In Streptococcus pneumoniae, the induction of genetic competence (and potentially virulence) is regulated by a CSP–mediated quorum-sensing system (5, 9). Quorum sensing involves the expression of early gene products encoded by two genetic loci, comAB and comCDE. Genes in the operon, comAB, encode an ATP-binding cassette transporter (ComA) and an accessory protein to ComA (ComB). These secretory proteins are involved in the processing and export of the CSP. The loci, comCDE, respectively encode the precursor to the CSP, a histidine kinase that acts as a CSP receptor, and a response regulator that activates both comAB and comCDE operons. A second two-component regulatory system, CiaH-CiaR, affects the development of competence by negatively regulating comCDE expression.
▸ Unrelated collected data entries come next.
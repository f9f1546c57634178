use std::{collections::BTreeMap, fmt::Display};

use miette::{Diagnostic, SourceSpan};
use serde::Serialize;
use thiserror::Error;
use tracing::trace;

use crate::{
    Error,
    compile::{Item, Postfix},
    parse::{BinaryOp, UnaryOp},
};

#[derive(Error, Debug, Diagnostic, Clone, PartialEq)]
#[error("Variable `{name}` is not defined.")]
#[diagnostic(help("assign `{name}` in an earlier statement of this session"))]
pub struct NameError {
    pub name: String,

    #[label("not defined in this session")]
    span: SourceSpan,
}

impl NameError {
    pub fn new(name: &str, offset: usize) -> Self {
        NameError {
            name: name.to_string(),
            span: SourceSpan::from(offset..offset + name.len()),
        }
    }
}

#[derive(Error, Debug, Diagnostic, Clone, PartialEq)]
pub enum ArithmeticError {
    #[error("division by zero")]
    #[diagnostic(help("the right-hand side of `/` evaluated to zero"))]
    DivisionByZero,

    #[error("modulo by zero")]
    #[diagnostic(help("the right-hand side of `%` evaluated to zero"))]
    ModuloByZero,

    #[error("integer overflow in `{op}`")]
    #[diagnostic(help("integers are 64-bit; write a literal with a `.` to use floating point"))]
    Overflow { op: char },
}

/// A numeric value. Integer arithmetic stays integral except for `/`, which
/// always divides as floating point; any float operand promotes the other.
#[derive(Debug, Clone, Copy, PartialEq, Serialize)]
#[serde(untagged)]
pub enum Number {
    Int(i64),
    Float(f64),
}

impl Number {
    pub fn as_f64(self) -> f64 {
        match self {
            Number::Int(n) => n as f64,
            Number::Float(n) => n,
        }
    }

    fn is_zero(self) -> bool {
        match self {
            Number::Int(n) => n == 0,
            Number::Float(n) => n == 0.0,
        }
    }

    pub fn negate(self) -> Result<Number, ArithmeticError> {
        match self {
            Number::Int(n) => n
                .checked_neg()
                .map(Number::Int)
                .ok_or(ArithmeticError::Overflow { op: '-' }),
            Number::Float(n) => Ok(Number::Float(-n)),
        }
    }

    pub fn apply_unary(self, op: UnaryOp) -> Result<Number, ArithmeticError> {
        match op {
            UnaryOp::Minus => self.negate(),
            UnaryOp::Plus => Ok(self),
        }
    }

    /// `self <op> rhs`.
    pub fn apply(self, op: BinaryOp, rhs: Number) -> Result<Number, ArithmeticError> {
        if rhs.is_zero() {
            match op {
                BinaryOp::Div => return Err(ArithmeticError::DivisionByZero),
                BinaryOp::Rem => return Err(ArithmeticError::ModuloByZero),
                _ => {}
            }
        }

        match (self, rhs) {
            (Number::Int(a), Number::Int(b)) => int_arith(op, a, b),
            (a, b) => Ok(Number::Float(float_arith(op, a.as_f64(), b.as_f64()))),
        }
    }
}

fn int_arith(op: BinaryOp, a: i64, b: i64) -> Result<Number, ArithmeticError> {
    let result = match op {
        BinaryOp::Add => a.checked_add(b),
        BinaryOp::Sub => a.checked_sub(b),
        BinaryOp::Mul => a.checked_mul(b),
        BinaryOp::Div => return Ok(Number::Float(a as f64 / b as f64)),
        // wrapping only matters for i64::MIN % -1, whose remainder is 0
        BinaryOp::Rem => {
            let r = a.wrapping_rem(b);
            Some(if r != 0 && (r < 0) != (b < 0) { r + b } else { r })
        }
    };
    result
        .map(Number::Int)
        .ok_or(ArithmeticError::Overflow { op: op.symbol() })
}

fn float_arith(op: BinaryOp, a: f64, b: f64) -> f64 {
    match op {
        BinaryOp::Add => a + b,
        BinaryOp::Sub => a - b,
        BinaryOp::Mul => a * b,
        BinaryOp::Div => a / b,
        // floored: the result takes the sign of the divisor
        BinaryOp::Rem => {
            let r = a % b;
            if r == 0.0 {
                0.0_f64.copysign(b)
            } else if (r < 0.0) != (b < 0.0) {
                r + b
            } else {
                r
            }
        }
    }
}

impl Display for Number {
    fn fmt(&self, f: &mut std::fmt::Formatter<'_>) -> std::fmt::Result {
        match self {
            Number::Int(n) => write!(f, "{n}"),
            Number::Float(n) if n.is_nan() => f.write_str("nan"),
            // exponents carry a sign and at least two digits: 1e+16, 2.5e-07
            Number::Float(n) => {
                let repr = format!("{n:?}");
                match repr.split_once('e') {
                    Some((mantissa, exponent)) => match exponent.strip_prefix('-') {
                        Some(digits) => write!(f, "{mantissa}e-{digits:0>2}"),
                        None => write!(f, "{mantissa}e+{exponent:0>2}"),
                    },
                    None => f.write_str(&repr),
                }
            }
        }
    }
}

impl From<i64> for Number {
    fn from(n: i64) -> Self {
        Number::Int(n)
    }
}

impl From<f64> for Number {
    fn from(n: f64) -> Self {
        Number::Float(n)
    }
}

/// The variable table of one session. Each session owns its own; nothing is
/// shared between environments.
#[derive(Debug, Default, Clone, PartialEq, Serialize)]
#[serde(transparent)]
pub struct Environment {
    variables: BTreeMap<String, Number>,
}

impl Environment {
    pub fn new() -> Self {
        Self::default()
    }

    pub fn get(&self, name: &str) -> Option<Number> {
        self.variables.get(name).copied()
    }

    pub fn define(&mut self, name: impl Into<String>, value: Number) {
        self.variables.insert(name.into(), value);
    }

    pub fn contains(&self, name: &str) -> bool {
        self.variables.contains_key(name)
    }

    pub fn len(&self) -> usize {
        self.variables.len()
    }

    pub fn is_empty(&self) -> bool {
        self.variables.is_empty()
    }

    pub fn iter(&self) -> impl Iterator<Item = (&str, Number)> {
        self.variables
            .iter()
            .map(|(name, value)| (name.as_str(), *value))
    }
}

impl<S: Into<String>> FromIterator<(S, Number)> for Environment {
    fn from_iter<T: IntoIterator<Item = (S, Number)>>(iter: T) -> Self {
        Environment {
            variables: iter
                .into_iter()
                .map(|(name, value)| (name.into(), value))
                .collect(),
        }
    }
}

impl Display for Environment {
    fn fmt(&self, f: &mut std::fmt::Formatter<'_>) -> std::fmt::Result {
        write!(f, "{{")?;
        for (i, (name, value)) in self.iter().enumerate() {
            if i > 0 {
                write!(f, ", ")?;
            }
            write!(f, "{name}: {value}")?;
        }
        write!(f, "}}")
    }
}

/// Run a postfix sequence on a value stack and commit the result under the
/// sequence's target. The environment is only written when every step
/// succeeds.
pub fn evaluate(
    postfix: &Postfix<'_>,
    environment: &mut Environment,
) -> Result<(String, Number), Error> {
    let mut stack: Vec<Number> = Vec::with_capacity(postfix.body().len());

    for item in postfix.body() {
        match *item {
            Item::Number(n) => stack.push(n),
            Item::Variable { name, offset } => {
                let value = environment
                    .get(name)
                    .ok_or_else(|| NameError::new(name, offset))?;
                stack.push(value);
            }
            Item::Unary(op) => {
                let operand = pop(&mut stack)?;
                stack.push(operand.apply_unary(op)?);
            }
            Item::Binary(op) => {
                let b = pop(&mut stack)?;
                let a = pop(&mut stack)?;
                stack.push(a.apply(op, b)?);
            }
            Item::Target(_) | Item::Assign => {
                return Err(Error::Malformed("statement marker inside the body"));
            }
        }
        trace!(?item, depth = stack.len(), "stepped");
    }

    let value = pop(&mut stack)?;
    if !stack.is_empty() {
        return Err(Error::Malformed("more than one value left on the stack"));
    }

    let target = postfix.target();
    environment.define(target, value);
    Ok((target.to_string(), value))
}

fn pop(stack: &mut Vec<Number>) -> Result<Number, Error> {
    stack.pop().ok_or(Error::Malformed("operand stack underflow"))
}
Quorum-sensing signals initiate competence through activity of ComX, a global transcription modulator, which was shown to act as an alternate sigma factor (40). This sigma factor initiates the transcription of competence-specific operons involved in DNA uptake and recombination by recognizing a com-box (also referred to as cin-box) consensus sequence (TACGAATA) in their promoter regions (9, 41, 42). Several of these late competence-specific operons include cilA (ssb2), cilB (dal, like dprA in Haemophilus influenzae), cilC (like comC in Bacillus subtilis), cilD (or cglABCDE), cilE (or celAB), coi, cinA-recA, cfl (like comF in B. subtilis), and dpnA of the DpnII restriction system. pol, polymerase; P, phosphate.

Copyright © 2025 American Society for Clinical Investigation
ISSN: 0021-9738 (print), 1558-8238 (online)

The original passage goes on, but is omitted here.